Any requirement for previous job experience in any walk of life can be spelled out in terms of “innovation, development, and delivery”. That is a template for all of the one-one-one social interactions that take place millions of times every day and which ensure our communities survive and prosper. All of these encounters, at the supermarket checkout, the doctor’s surgery, the care home, the citizens’ advice bureau, the lawyer’s office, the police station, involve the innovation of an exchange of courtesies, the development of a communication, and the delivery of an end result. What is specific about the innovation, development, and delivery sought after by Education Scotland?
This is where this particular advertisement becomes most obscure. Read its second paragraph again. This is the paragraph in which it becomes evident that we are being addressed by a robot. The innovation, development, and delivery apparently relate to six entities: (1) professional learning (2) leadership (3) programme development (4) secure knowledge of effective models (5) approaches to professional learning development and (6) facilitation.
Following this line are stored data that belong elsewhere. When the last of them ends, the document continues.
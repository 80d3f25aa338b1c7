//! Thread-safe pool service.
//!
//! [`PoolService`] wraps a [`PoolLedger`] in a `RwLock` so that the
//! three mutating operations run strictly serialized while reads share
//! the lock, and republishes ledger events on a tokio broadcast channel
//! for downstream subscribers. Ownership of the reward-injection
//! privilege is held by an [`OwnerAuthorizer`] and can be transferred
//! at runtime.

use std::sync::Arc;

use parking_lot::RwLock;
use tokio::sync::broadcast;
use tracing::{debug, info, warn};

use prorata_core::auth::OwnerAuthorizer;
use prorata_core::error::LedgerError;
use prorata_core::events::PoolEvent;
use prorata_core::ledger::PoolLedger;
use prorata_core::traits::PaymentGateway;
use prorata_core::types::AccountId;

use crate::config::PoolConfig;

/// The pool service, composing the ledger, the ownership policy, and
/// the event broadcast channel.
pub struct PoolService {
    /// Ledger behind a read-write lock. Mutating operations take the
    /// write lock for their full duration, including the payment call
    /// inside `withdraw` and the event publication that follows a
    /// successful commit.
    ledger: RwLock<PoolLedger>,
    /// Broadcast side of the event channel. Send errors mean no
    /// subscriber is currently listening and are ignored.
    events: broadcast::Sender<PoolEvent>,
    /// Ownership policy shared with the ledger.
    authorizer: Arc<OwnerAuthorizer>,
    /// Service configuration.
    config: PoolConfig,
}

impl PoolService {
    /// Create a new service with the given configuration and payment
    /// backend. The account in `config.owner` starts as the reward
    /// injector.
    pub fn new(config: PoolConfig, payments: Arc<dyn PaymentGateway>) -> Self {
        let authorizer = Arc::new(OwnerAuthorizer::new(config.owner));
        let ledger = PoolLedger::new(authorizer.clone(), payments);
        let (events, _) = broadcast::channel(config.channel_capacity());

        Self {
            ledger: RwLock::new(ledger),
            events,
            authorizer,
            config,
        }
    }

    /// Record a deposit of `amount` for `caller` and broadcast the
    /// resulting event.
    ///
    /// # Errors
    ///
    /// Propagates [`LedgerError::AmountOverflow`] from the ledger.
    pub fn deposit(&self, caller: AccountId, amount: u64) -> Result<(), LedgerError> {
        {
            let mut ledger = self.ledger.write();
            ledger.deposit(caller, amount)?;
            self.publish(ledger.take_events());
        }
        debug!(account = %caller, amount, "deposit recorded");
        Ok(())
    }

    /// Inject `amount` of reward on behalf of `caller`.
    ///
    /// # Errors
    ///
    /// Propagates [`LedgerError::Unauthorized`],
    /// [`LedgerError::NoDepositors`], and
    /// [`LedgerError::AmountOverflow`] from the ledger.
    pub fn deposit_reward(&self, caller: &AccountId, amount: u64) -> Result<(), LedgerError> {
        {
            let mut ledger = self.ledger.write();
            ledger.deposit_reward(caller, amount)?;
        }
        info!(account = %caller, amount, "reward injected");
        Ok(())
    }

    /// Withdraw `caller`'s full balance, returning the payout amount
    /// and broadcasting the resulting event.
    ///
    /// # Errors
    ///
    /// Propagates [`LedgerError::InsufficientBalance`],
    /// [`LedgerError::AmountOverflow`], and [`LedgerError::Payment`]
    /// from the ledger.
    pub fn withdraw(&self, caller: &AccountId) -> Result<u64, LedgerError> {
        let payout = {
            let mut ledger = self.ledger.write();
            match ledger.withdraw(caller) {
                Ok(payout) => {
                    self.publish(ledger.take_events());
                    payout
                }
                Err(e) => {
                    if matches!(e, LedgerError::Payment(_)) {
                        warn!(account = %caller, "withdrawal payment failed: {e}");
                    }
                    return Err(e);
                }
            }
        };
        info!(account = %caller, amount = payout, "withdrawal paid");
        Ok(payout)
    }

    /// Transfer the reward-injection privilege from `caller` to
    /// `new_owner`.
    ///
    /// # Errors
    ///
    /// Returns [`LedgerError::Unauthorized`] when `caller` is not the
    /// current owner.
    pub fn transfer_ownership(
        &self,
        caller: &AccountId,
        new_owner: AccountId,
    ) -> Result<(), LedgerError> {
        self.authorizer.transfer(caller, new_owner)?;
        info!(owner = %new_owner, "ownership transferred");
        Ok(())
    }

    /// Subscribe to pool events. Each subscriber receives every event
    /// broadcast after the subscription, in operation order.
    pub fn subscribe(&self) -> broadcast::Receiver<PoolEvent> {
        self.events.subscribe()
    }

    /// Account currently authorized to inject rewards.
    pub fn owner(&self) -> AccountId {
        self.authorizer.owner()
    }

    /// Current principal of `account`.
    pub fn deposit_of(&self, account: &AccountId) -> u64 {
        self.ledger.read().deposit_of(account)
    }

    /// Rewards settled to `account` by repeat deposits.
    pub fn rewards_of(&self, account: &AccountId) -> u64 {
        self.ledger.read().rewards_of(account)
    }

    /// Everything `account` would receive on top of its principal if it
    /// withdrew now.
    pub fn accrued_reward_of(&self, account: &AccountId) -> u64 {
        self.ledger.read().accrued_reward_of(account)
    }

    /// Sum of all current principals.
    pub fn total_deposited(&self) -> u64 {
        self.ledger.read().total_deposited()
    }

    /// Running total of every reward injection.
    pub fn total_rewards_deposited(&self) -> u64 {
        self.ledger.read().total_rewards_deposited()
    }

    /// Current cumulative reward-per-deposit index (scaled).
    pub fn reward_per_deposit(&self) -> u64 {
        self.ledger.read().reward_per_deposit()
    }

    /// Number of accounts with a ledger record.
    pub fn account_count(&self) -> usize {
        self.ledger.read().account_count()
    }

    /// Service configuration reference.
    pub fn config(&self) -> &PoolConfig {
        &self.config
    }

    /// Broadcast drained ledger events (best-effort).
    ///
    /// Called with the ledger write lock held so events reach the
    /// channel in commit order; `send` never blocks.
    fn publish(&self, events: Vec<PoolEvent>) {
        for event in events {
            let _ = self.events.send(event);
        }
    }
}

impl std::fmt::Debug for PoolService {
    fn fmt(&self, f: &mut std::fmt::Formatter<'_>) -> std::fmt::Result {
        f.debug_struct("PoolService")
            .field("owner", &self.authorizer.owner().to_string())
            .field("subscribers", &self.events.receiver_count())
            .finish_non_exhaustive()
    }
}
This extraordinarily clumsy sentence could be rendered marginally more intelligible by the insertion of a comma after the word “development” in the second of its three manifestations, and by the addition of the word “of” after “models” in order to indicate that the models relate to both “professional learning development” and “facilitation”. But these syntactical improvements would not conceal the fact that this sentence is, basically, meaningless. This is why it has all the hallmarks of a sentence generated by a robot. It is as if some inert and soulless contraption has blown a fuse, short-circuited, and started to spew forth clusters of gibberish of the sort sometimes articulated by obtunded, semicomatose individuals, and known as “word salads”. Note again the abstraction, the lack of specificity: leadership… programme development… effective models… facilitation… It could be an ad for the manager of an Amazon warehouse, or a call centre, or a plastics recycling centre, or for the next director of the CIA, or NASA.
But who on earth would read an ad like this, smack it with the back of his hand, and declare, “That’s the job for me! That’s got my name written all over it!” How sad would such an individual have to be?
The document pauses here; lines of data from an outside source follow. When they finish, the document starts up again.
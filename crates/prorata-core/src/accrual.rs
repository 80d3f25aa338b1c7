//! Fixed-point reward accrual arithmetic.
//!
//! The ledger distributes rewards through a cumulative index rather than
//! per-depositor iteration: each injection advances `reward_per_deposit`
//! by the injected amount per unit of deposit, scaled by
//! [`REWARD_SCALE`](crate::constants::REWARD_SCALE), and each depositor
//! carries a checkpoint of the index from their last balance-affecting
//! event. A depositor's pending reward is then
//! `principal * (index - checkpoint) / REWARD_SCALE`, computable in O(1)
//! regardless of pool size.
//!
//! Both divisions truncate toward zero. The truncated remainder of an
//! injection is forfeited from per-unit accounting; this lossiness is part
//! of the accounting model, asserted by tests, and bounded by one unit per
//! depositor per injection.
//!
//! All intermediate products are u128 so that u64 inputs cannot overflow
//! mid-computation; results that do not fit back into u64 fail with
//! [`LedgerError::AmountOverflow`].

use crate::constants::REWARD_SCALE;
use crate::error::LedgerError;

/// Index advance for injecting `amount` into a pool holding
/// `total_deposited`.
///
/// Computes `amount * REWARD_SCALE / total_deposited`, truncating.
///
/// # Errors
///
/// Returns [`LedgerError::NoDepositors`] when `total_deposited` is zero
/// (the advance has no denominator) and [`LedgerError::AmountOverflow`]
/// when the scaled quotient exceeds `u64::MAX`.
pub fn index_increment(amount: u64, total_deposited: u64) -> Result<u64, LedgerError> {
    if total_deposited == 0 {
        return Err(LedgerError::NoDepositors);
    }
    let scaled = (amount as u128) * (REWARD_SCALE as u128) / (total_deposited as u128);
    u64::try_from(scaled).map_err(|_| LedgerError::AmountOverflow)
}

/// Reward accrued by `principal` between the `reward_debt` checkpoint and
/// the current `reward_per_deposit` index.
///
/// Computes `principal * (reward_per_deposit - reward_debt) /
/// REWARD_SCALE`, truncating. A checkpoint ahead of the index (impossible
/// through ledger operations, since the index never decreases and
/// checkpoints are always set to a past index value) is treated as fully
/// settled and yields zero.
///
/// # Errors
///
/// Returns [`LedgerError::AmountOverflow`] when the accrued amount
/// exceeds `u64::MAX`.
pub fn pending_reward(
    principal: u64,
    reward_per_deposit: u64,
    reward_debt: u64,
) -> Result<u64, LedgerError> {
    let delta = reward_per_deposit.saturating_sub(reward_debt);
    let accrued = (principal as u128) * (delta as u128) / (REWARD_SCALE as u128);
    u64::try_from(accrued).map_err(|_| LedgerError::AmountOverflow)
}
//! Shared test helpers for E2E and integration tests.

use std::sync::Arc;

use prorata_core::auth::OwnerAuthorizer;
use prorata_core::ledger::PoolLedger;
use prorata_core::payment::MemoryGateway;
use prorata_core::types::AccountId;
use prorata_service::{PoolConfig, PoolService};

/// Account id from a seed byte.
pub fn acct(seed: u8) -> AccountId {
    AccountId([seed; 32])
}

/// The privileged reward injector used by the builders below.
pub fn owner() -> AccountId {
    acct(0xEE)
}

/// Service owned by [`owner`], paying into a fresh in-memory gateway.
pub fn test_service() -> (PoolService, Arc<MemoryGateway>) {
    let gateway = Arc::new(MemoryGateway::new());
    let config = PoolConfig {
        owner: owner(),
        ..PoolConfig::default()
    };
    (PoolService::new(config, gateway.clone()), gateway)
}

/// Service owned by [`owner`] whose gateway rejects every payment.
pub fn rejecting_service(reason: &str) -> PoolService {
    let config = PoolConfig {
        owner: owner(),
        ..PoolConfig::default()
    };
    PoolService::new(config, Arc::new(MemoryGateway::rejecting(reason)))
}

/// Bare ledger owned by [`owner`], paying into a fresh in-memory gateway.
pub fn test_ledger() -> (PoolLedger, Arc<MemoryGateway>) {
    let gateway = Arc::new(MemoryGateway::new());
    let ledger = PoolLedger::new(
        Arc::new(OwnerAuthorizer::new(owner())),
        gateway.clone(),
    );
    (ledger, gateway)
}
Well, such an ad might appeal to somebody who was not disconcerted by a disconnect between a thought experiment, and reality. Such a person might innovate a model, with scant regard as to whether it reflected the real world. I once sat on a hospital committee, chaired by a manager, entasked with the brief to produce a description of the hospital’s disaster preparedness. As the Clinical Head of the hospital’s Emergency Department, I soon became aware that the document being produced was not a Disaster Plan which could immediately be implemented, but an entirely theoretical treatise, little more than a wish list. I protested, in vain. I once heard a manager in the same institution say, without any trace of irony, “If it works, break it.” In other words, playing around with ideas in a recreational way is an end in itself. You construct a model, and don’t worry if it works, or doesn’t work, in reality. After you’ve done that you can move to the next stage of abstraction. You construct a word salad, and don’t worry if it is entirely devoid of meaning. Once you have succeeded in joining up sentences that say nothing at all, your transfiguration is complete. You have become a robot.